Some popular misconceptions about MT are listed on page
.
We will discuss them in turn.
``MT is a waste of time because you will never make a machine that can
translate Shakespeare''.
The criticism that MT systems cannot, and will never, produce translations of great literature of any great merit is probably correct, but quite beside the point. It certainly does not show that MT is impossible. First, translating literature requires special literary skill --- it is not the kind of thing that the average professional translator normally attempts. So accepting the criticism does not show that automatic translation of non-literary texts is impossible. Second, literary translation is a small proportion of the translation that has to be done, so accepting the criticism does not mean that MT is useless. Finally, one may wonder who would ever want to translate Shakespeare by machine --- it is a job that human translators find challenging and rewarding, and it is not a job that MT systems have been designed for. The criticism that MT systems cannot translate Shakespeare is a bit like criticism of industrial robots for not being able to dance Swan Lake.
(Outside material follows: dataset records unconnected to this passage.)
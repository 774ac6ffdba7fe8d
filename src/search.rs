// src/search.rs
//! Recursive, case-insensitive context search over one skill directory.
//!
//! Mirrors `grep -r -i -E -B N -A N`: every matching line is captured together
//! with `N` lines on each side, overlapping windows in a file merge into one
//! block, and blocks are separated by `--`.

use std::fs;
use std::ops::Range;
use std::path::Path;

use regex::{Regex, RegexBuilder};
use tracing::debug;
use walkdir::WalkDir;

use crate::constants::BLOCK_SEPARATOR;
use crate::error::{Result, SkillGraphError};

/// Text search capability used by the extractor.
pub trait ContextSearch: Sync {
    /// Returns the merged context text for every match of `pattern` under `dir`.
    ///
    /// # Errors
    /// Returns error if the tree cannot be walked or a file cannot be read.
    fn search(&self, dir: &Path, pattern: &Regex) -> Result<String>;
}

/// In-process implementation walking the tree with `walkdir`.
#[derive(Debug, Clone, Copy)]
pub struct WalkSearch {
    context_lines: usize,
}

impl WalkSearch {
    #[must_use]
    pub fn new(context_lines: usize) -> Self {
        Self { context_lines }
    }
}

impl ContextSearch for WalkSearch {
    fn search(&self, dir: &Path, pattern: &Regex) -> Result<String> {
        let mut blocks = Vec::new();
        for entry in WalkDir::new(dir).follow_links(false).sort_by_file_name() {
            let entry = entry.map_err(|e| SkillGraphError::from_walk(dir, e))?;
            if !entry.file_type().is_file() {
                continue;
            }
            let bytes = fs::read(entry.path()).map_err(|source| SkillGraphError::Search {
                source,
                path: entry.path().to_path_buf(),
            })?;
            let Ok(text) = String::from_utf8(bytes) else {
                debug!(path = %entry.path().display(), "skipping non-text file");
                continue;
            };
            blocks.extend(context_blocks(&text, pattern, self.context_lines));
        }
        Ok(blocks.join(&format!("\n{BLOCK_SEPARATOR}\n")))
    }
}

/// Builds one case-insensitive alternation matching any of `names` literally.
///
/// # Errors
/// Returns error if the combined pattern exceeds the regex size limit.
pub fn names_pattern(names: &[String]) -> Result<Regex> {
    let alternation = names
        .iter()
        .map(|n| regex::escape(n))
        .collect::<Vec<_>>()
        .join("|");
    let re = RegexBuilder::new(&format!("(?:{alternation})"))
        .case_insensitive(true)
        .build()?;
    Ok(re)
}

/// Context blocks of one file: matched lines plus `context` lines around them.
#[must_use]
pub fn context_blocks(text: &str, pattern: &Regex, context: usize) -> Vec<String> {
    let lines: Vec<&str> = text.lines().collect();
    merge_windows(
        lines
            .iter()
            .enumerate()
            .filter(|(_, line)| pattern.is_match(line))
            .map(|(i, _)| i.saturating_sub(context)..(i + context + 1).min(lines.len())),
    )
    .into_iter()
    .filter_map(|range| lines.get(range).map(|slice| slice.join("\n")))
    .collect()
}

/// Merges ascending windows that overlap or touch.
fn merge_windows(windows: impl Iterator<Item = Range<usize>>) -> Vec<Range<usize>> {
    let mut merged: Vec<Range<usize>> = Vec::new();
    for w in windows {
        match merged.last_mut() {
            Some(last) if w.start <= last.end => last.end = last.end.max(w.end),
            _ => merged.push(w),
        }
    }
    merged
}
``There was/is an MT system which translated The spirit
is willing, but the flesh is weak into the Russian equivalent of
The vodka is good, but the steak is lousy, and hydraulic
ram into the French equivalent of water goat. MT is
useless.''
The `spirit is willing' story is amusing, and it really is a pity that it is not true. However, like most MT `howlers' it is a fabrication. In fact, for the most part, they were in circulation long before any MT system could have produced them (variants of the `spirit is willing' example can be found in the American press as early as 1956, but sadly, there does not seem to have been an MT system in America which could translate from English into Russian until much more recently --- for sound strategic reasons, work in the USA had concentrated on the translation of Russian into English, not the other way round). Of course, there are real MT howlers. Two of the nicest are the translation of French avocat (`advocate', `lawyer' or `barrister') as avocado, and the translation of Les soldats sont dans le café as The soldiers are in the coffee. However, they are not as easy to find as the reader might think, and they certainly do not show that MT is useless.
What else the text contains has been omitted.